The History of the Lottery

The lottery is a process of giving people a fair chance to win something, usually a cash prize. It can be used in many ways, for example to fill a spot in a sports team among equally competing players or to distribute vaccines against a fast-moving disease. If the entertainment value of playing the lottery is high enough for an individual, he or she will be willing to spend money on tickets and will see the purchase as a rational choice.

The casting of lots to determine fates and raise money has a long history, including a few instances in the Bible; the first public lotteries to offer money prizes were probably in the Low Countries in the fifteenth century, but the concept was well established by the seventeenth. Lotteries were a major feature of the colonial experience in America, even though they violated Protestant proscriptions against gambling. They were also entangled with slavery—George Washington managed a lottery that offered human beings as prizes, and one formerly enslaved man, Denmark Vesey, won a South Carolina lottery and went on to foment a slave rebellion.

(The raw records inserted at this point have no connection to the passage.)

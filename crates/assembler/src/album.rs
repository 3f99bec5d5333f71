//! Album-level package assembly.
//!
//! Cover art, the album authorization document, approved dynamic covers,
//! and the description/blurb text files. Missing optional assets are
//! omissions, reflected by absent files and folders, never errors.

use crate::error::AssemblerResult;
use crate::plan::{sanitize_component, ReleasePlan};
use crate::tracks::{copy_resolved, with_source_extension, AUTHORIZATIONS_DIR};
use pressroom_core::ReleaseManifest;
use pressroom_vault::{MediaStore, VaultError};
use std::path::Path;
use tokio::fs;

/// Cover art filename stem; the stored file contributes its extension.
pub const COVER_STEM: &str = "cover";
/// Dynamic-cover area at the package root.
pub const DYNAMIC_COVER_DIR: &str = "dynamic-covers";
/// Album description text file.
pub const DESCRIPTION_FILENAME: &str = "description.txt";
/// External display blurb text file.
pub const BLURB_FILENAME: &str = "display-blurb.txt";

/// Assemble everything that belongs to the album rather than to one track.
pub async fn assemble_album_assets(
    media: &MediaStore,
    manifest: &ReleaseManifest,
    plan: &ReleasePlan,
    package_dir: &Path,
) -> AssemblerResult<()> {
    copy_resolved(media, &manifest.cover_image_reference, package_dir, COVER_STEM).await?;

    if let Some(reference) = &manifest.album_authorization_reference {
        // Same rule as per-track documents: the subfolder exists only when
        // the document resolves.
        match media.resolve(reference).await {
            Ok(source) => {
                let dir = package_dir.join(AUTHORIZATIONS_DIR);
                fs::create_dir_all(&dir).await?;
                let dest = dir.join(with_source_extension("album-authorization", &source));
                fs::copy(&source, &dest).await?;
            }
            Err(VaultError::Unresolvable(_)) => {
                tracing::warn!("album authorization did not resolve, omitted");
            }
            Err(e) => return Err(e.into()),
        }
    }

    if plan.has_dynamic_covers {
        stage_dynamic_covers(media, manifest, package_dir).await?;
    }

    if !manifest.description.trim().is_empty() {
        fs::write(
            package_dir.join(DESCRIPTION_FILENAME),
            manifest.description.as_bytes(),
        )
        .await?;
    }
    if !manifest.display_blurb.trim().is_empty() {
        fs::write(
            package_dir.join(BLURB_FILENAME),
            manifest.display_blurb.as_bytes(),
        )
        .await?;
    }
    Ok(())
}

/// Copy deliverable dynamic covers, one subfolder per platform with the
/// square and portrait variants as siblings. Rejected and pending entries
/// never ship.
async fn stage_dynamic_covers(
    media: &MediaStore,
    manifest: &ReleaseManifest,
    package_dir: &Path,
) -> AssemblerResult<()> {
    let root = package_dir.join(DYNAMIC_COVER_DIR);
    fs::create_dir_all(&root).await?;

    let mut shipped = 0usize;
    for entry in manifest.deliverable_dynamic_covers() {
        let square = match media.resolve(&entry.square_reference).await {
            Ok(path) => path,
            Err(VaultError::Unresolvable(_)) => {
                tracing::warn!(platform = %entry.platform, "dynamic cover did not resolve, omitted");
                continue;
            }
            Err(e) => return Err(e.into()),
        };

        let platform_dir = root.join(sanitize_component(&entry.platform));
        fs::create_dir_all(&platform_dir).await?;
        let dest = platform_dir.join(with_source_extension("square", &square));
        fs::copy(&square, &dest).await?;
        if let Some(reference) = &entry.portrait_reference {
            copy_resolved(media, reference, &platform_dir, "portrait").await?;
        }
        shipped += 1;
    }

    // Every entry failed to resolve: do not leave an empty folder behind.
    if shipped == 0 {
        fs::remove_dir(&root).await?;
    }
    Ok(())
}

The main argument used to promote state lotteries has been that, since people would be gambling anyway (and often for a lot of money), it might as well be legalized and the profits plowed back into the government. The problem with this logic, as Cohen points out, is that it gives moral cover for those who support state-run gambling for purely political reasons. The rich do play the lottery, of course; but they buy fewer tickets than do the poor (except when jackpots approach ten figures). And they spend much less of their income on them, so the ticket sales have little impact on their bottom lines.